• _Exercise details_: From the records below, copy every line that contains the word "OutlineWidth".

• _Given data_:
//! Module implementing the `LayoutConfig` type and its builder.

use std::fmt;
use std::path::PathBuf;

use thiserror::Error as ThisError;

use crate::model::constants::{DEFAULT_COLOR, DEFAULT_HALIGN, DEFAULT_MAX_FONT_SIZE,
                              DEFAULT_MAX_TEXT_HEIGHT, DEFAULT_OUTLINE_COLOR,
                              DEFAULT_OUTLINE_WIDTH, DEFAULT_PADDING, DEFAULT_VALIGN,
                              MAX_FONT_SIZE, MAX_OUTLINE_WIDTH, MAX_PADDING,
                              MAX_TEXT_HEIGHT, MIN_FONT_SIZE};
use super::align::{HAlign, VAlign};
use super::color::Color;


/// Distance between the image edges and the text, in pixels.
#[derive(Clone, Copy, Debug, PartialEq, Eq, Hash)]
pub struct Padding {
    pub left: u32,
    pub right: u32,
    pub top: u32,
    pub bottom: u32,
}

impl Padding {
    /// Create a padding that's the same on all sides.
    #[inline]
    pub fn uniform(value: u32) -> Self {
        Padding{left: value, right: value, top: value, bottom: value}
    }
}

impl Default for Padding {
    fn default() -> Self {
        Padding::uniform(DEFAULT_PADDING)
    }
}


/// Describes how the text is laid out over the image.
///
/// This is an immutable bundle of all the parameters of a single overlay,
/// apart from the text itself. Use `LayoutConfigBuilder` to create it.
#[derive(Builder, Clone, PartialEq)]
#[builder(derive(Debug, PartialEq),
          pattern = "owned", build_fn(skip))]
pub struct LayoutConfig {
    /// Path to the font file (`.ttf` or `.otf`) to render the text with.
    ///
    /// This must already be resolved; see `FontLoader::resolve`.
    #[builder(setter(into))]
    pub font: PathBuf,
    /// Font size that the text starts out at.
    /// It will be shrunk until the text fits. Defaults to 128.
    pub max_font_size: u32,
    /// Text color, defaults to white.
    pub font_color: Color,
    /// Color of the text outline, defaults to black.
    pub outline_color: Color,
    /// Width of the outline in pixels. Zero means no outline.
    pub outline_width: u32,
    /// Horizontal alignment of each text line. Default is `HAlign::Center`.
    pub halign: HAlign,
    /// Vertical alignment of the whole text block. Default is `VAlign::Bottom`.
    pub valign: VAlign,
    /// Padding around the text. Defaults to 20 pixels on each side.
    pub padding: Padding,
    /// Maximum height of the whole text block, in pixels.
    ///
    /// This is independent from the image height.
    pub max_text_height: u32,
}

impl LayoutConfig {
    /// Create a builder for `LayoutConfig` that renders with given font file.
    #[inline]
    pub fn with_font<P: Into<PathBuf>>(font: P) -> LayoutConfigBuilder {
        LayoutConfigBuilder::default().font(font)
    }
}

impl fmt::Debug for LayoutConfig {
    fn fmt(&self, fmt: &mut fmt::Formatter) -> fmt::Result {
        write!(fmt, "{valign}-{halign}{{{font:?} <={size}px {color}/{outline}x{width} \
                     pad({l},{r},{t},{b}) h<={height}}}",
            valign = self.valign, halign = self.halign,
            font = self.font.display().to_string(),
            size = self.max_font_size,
            color = self.font_color,
            outline = self.outline_color,
            width = self.outline_width,
            l = self.padding.left, r = self.padding.right,
            t = self.padding.top, b = self.padding.bottom,
            height = self.max_text_height)
    }
}


impl LayoutConfigBuilder {
    /// Build the resulting `LayoutConfig`.
    pub fn build(self) -> Result<LayoutConfig, Error> {
        self.validate()?;
        Ok(LayoutConfig{
            // Note that we can't use #[builder(default)] if we override the build()
            // method with #[builder(build_fn)], which is why we have to put the defaults here.
            font: self.font.ok_or(Error::NoFont)?,
            max_font_size: self.max_font_size.unwrap_or(DEFAULT_MAX_FONT_SIZE),
            font_color: self.font_color.unwrap_or(DEFAULT_COLOR),
            outline_color: self.outline_color.unwrap_or(DEFAULT_OUTLINE_COLOR),
            outline_width: self.outline_width.unwrap_or(DEFAULT_OUTLINE_WIDTH),
            halign: self.halign.unwrap_or(DEFAULT_HALIGN),
            valign: self.valign.unwrap_or(DEFAULT_VALIGN),
            padding: self.padding.unwrap_or_default(),
            max_text_height: self.max_text_height.unwrap_or(DEFAULT_MAX_TEXT_HEIGHT),
        })
    }

    #[doc(hidden)]
    fn validate(&self) -> Result<(), Error> {
        if self.font.is_none() {
            return Err(Error::NoFont);
        }
        if let Some(size) = self.max_font_size {
            if size < MIN_FONT_SIZE || size > MAX_FONT_SIZE {
                return Err(Error::FontSize(size));
            }
        }
        if let Some(width) = self.outline_width {
            if width > MAX_OUTLINE_WIDTH {
                return Err(Error::OutlineWidth(width));
            }
        }
        if let Some(ref padding) = self.padding {
            let largest = padding.left.max(padding.right).max(padding.top).max(padding.bottom);
            if largest > MAX_PADDING {
                return Err(Error::Padding(largest));
            }
        }
        if let Some(height) = self.max_text_height {
            if height < 1 || height > MAX_TEXT_HEIGHT {
                return Err(Error::TextHeight(height));
            }
        }
        Ok(())
    }
}


/// Error while building a `LayoutConfig`.
#[derive(Clone, Debug, PartialEq, ThisError)]
pub enum Error {
    /// No font given.
    #[error("no font chosen")]
    NoFont,
    /// Maximum font size out of range.
    #[error("font size must be between 1 and 9999, got {0}")]
    FontSize(u32),
    /// Outline too wide.
    #[error("outline too wide: {0} > 10")]
    OutlineWidth(u32),
    /// Padding too large.
    #[error("padding too large: {0} > 9999")]
    Padding(u32),
    /// Maximum text height out of range.
    #[error("text height must be between 1 and 9999, got {0}")]
    TextHeight(u32),
}


/// Text broken into lines at the font size which makes it fit.
#[derive(Clone, Debug, PartialEq, Eq)]
pub struct TextBlock {
    /// Lines of text, in order.
    pub lines: Vec<String>,
    /// Font size the lines are rendered with.
    pub size: u32,
}

impl TextBlock {
    /// Whether there is anything to draw.
    #[inline]
    pub fn is_empty(&self) -> bool {
        self.lines.is_empty()
    }
}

• _Exercise result_:
                return Err(Error::OutlineWidth(width));
    OutlineWidth(u32),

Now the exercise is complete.